Linguagem e Mente – Noam Chomsky
LINGUAGEM E MENTE, Language and Mind, 1968.
Noam Chomsky.
Não deixa de ser paradoxal que o capítulo 3 dessa obra, intitulado “O Futuro” [estudos sobre a geração da linguagem], que reexamina em novas bases o antigo problema das relações entre pensamento e linguagem, apareça hoje como pertencente ao presente ou ao passado da lingüística.
Contudo, a questão colocada não é exatamente a questão da linguagem, mas sim do processo de aquisição e utilização da competência lingüística, mais precisamente dos fundamentos inatos dessa aquisição. O que Chomsky chama de competência designa uma capacidade de linguagem geneticamente determinada, uma combinatória de regras recursivas subjacentes que definem uma gramática universal e permitem que um indivíduo adquira uma língua. Chomsky a opõe à performance, que remete às estratégias empregadas para chegar a essa aquisição e também está associada a uma estrutura inata que determina sua expressão.
A competência lingüística – o conhecimento de uma língua – deve ser considerada como um sistema abstrato que serve de base à performance, sistema constituído por leis que concorrem para determinar a forma e o sentido intrínseco de um número potencialmente infinito de frases. Um tal sistema, chamado de “gramática gerativa”, define as propriedades formais de toda língua humana possível. “Uma gramática gerativa é um sistema composto por várias centenas de leis de tipos diferentes, organizadas segundo certos princípios fixos de ordem e de aplicabilidade, contendo uma infra-estrutura fixa que, do mesmo modo que os princípios gerais de organização, é comum a todas as línguas.” A distinção operacional entre estrutura superficial e estrutura profunda permite ter acesso à compreensão dessa organização subjacente. As línguas variam pouco em suas estruturas profundas, ao passo que pode existir grande variabilidade nas manifestações de superfície. As operações transformacionais ligam as duas.

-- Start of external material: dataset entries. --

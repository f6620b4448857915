//! Application layer containing the record transform and its orchestration.
//!
//! `transformer` holds the pure, stateless transform. `processor` wraps it in a
//! `TravelProcessor` that routes each record to a success or failure sink and
//! can be shared across `tokio` tasks.

pub mod processor;
pub mod transformer;
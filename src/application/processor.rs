use crate::application::transformer::{Transformed, transform};
use crate::domain::ports::RecordSinkBox;
use crate::domain::record::Outcome;
use crate::error::{ProcessorError, Result};
use std::sync::atomic::{AtomicUsize, Ordering};
use tracing::{debug, warn};

/// Counts of records routed to each outcome.
#[derive(Debug, Clone, Copy, PartialEq, Eq, Default)]
pub struct ProcessingSummary {
    pub succeeded: usize,
    pub failed: usize,
}

impl ProcessingSummary {
    pub fn total(&self) -> usize {
        self.succeeded + self.failed
    }
}

/// Drives the transform for each incoming record and routes the result.
///
/// `TravelProcessor` owns one sink per outcome. The transform is stateless, so a
/// single processor can be shared (e.g. behind an `Arc`) by any number of tasks;
/// only the outcome counters are shared between calls.
pub struct TravelProcessor {
    success: RecordSinkBox,
    failure: RecordSinkBox,
    succeeded: AtomicUsize,
    failed: AtomicUsize,
}

impl TravelProcessor {
    /// Creates a new `TravelProcessor`.
    ///
    /// # Arguments
    ///
    /// * `success` - Receives priced trip documents.
    /// * `failure` - Receives the untouched original of every rejected record.
    pub fn new(success: RecordSinkBox, failure: RecordSinkBox) -> Self {
        Self {
            success,
            failure,
            succeeded: AtomicUsize::new(0),
            failed: AtomicUsize::new(0),
        }
    }

    /// Transforms one record and forwards it to the matching sink.
    ///
    /// A record that fails validation is not an error here: it is routed to the
    /// failure sink and `Outcome::Failure` is returned. Errors only come from the sinks
    /// and are reported as [`ProcessorError::SinkError`] naming the route.
    pub async fn process_record(&self, payload: Vec<u8>) -> Result<Outcome> {
        match transform(payload) {
            Transformed::Success(output) => {
                debug!(bytes = output.len(), "record routed to success");
                self.success
                    .send(output)
                    .await
                    .map_err(|e| ProcessorError::sink(Outcome::Success, e))?;
                self.succeeded.fetch_add(1, Ordering::Relaxed);
                Ok(Outcome::Success)
            }
            Transformed::Failure { original, error } => {
                warn!(%error, "record routed to failure");
                self.failure
                    .send(original)
                    .await
                    .map_err(|e| ProcessorError::sink(Outcome::Failure, e))?;
                self.failed.fetch_add(1, Ordering::Relaxed);
                Ok(Outcome::Failure)
            }
        }
    }

    pub fn summary(&self) -> ProcessingSummary {
        ProcessingSummary {
            succeeded: self.succeeded.load(Ordering::Relaxed),
            failed: self.failed.load(Ordering::Relaxed),
        }
    }

    /// Flushes both sinks and returns the final counts.
    pub async fn finish(&self) -> Result<ProcessingSummary> {
        self.success
            .flush()
            .await
            .map_err(|e| ProcessorError::sink(Outcome::Success, e))?;
        self.failure
            .flush()
            .await
            .map_err(|e| ProcessorError::sink(Outcome::Failure, e))?;
        Ok(self.summary())
    }
}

Por conseguinte, uma pessoa que conheça uma língua específica possui uma gramática que gera – ou seja, caracteriza – o conjunto infinito de estruturas profundas potenciais, traçando seu mapa sobre o fundo das estruturas superficiais associadas e determinando as interpretações semântica e fonética desses objetos abstratos, embora a primeira (semântica) pareça regulada pela estrutura profunda, e a segunda (fonética), pela estrutura superficial. Nessas condições, a criança não pode saber, ao nascer, que língua aprenderá, mas deve saber que sua gramática tem uma forma predeterminada que exclui muitas línguas imagináveis: essa restrição inata constitui uma pré-condição, no sentido kantiano, para a experiência lingüística.
Estudo: J.-C. Milner, Introduction à une science du langage, Le Seuil, 1989.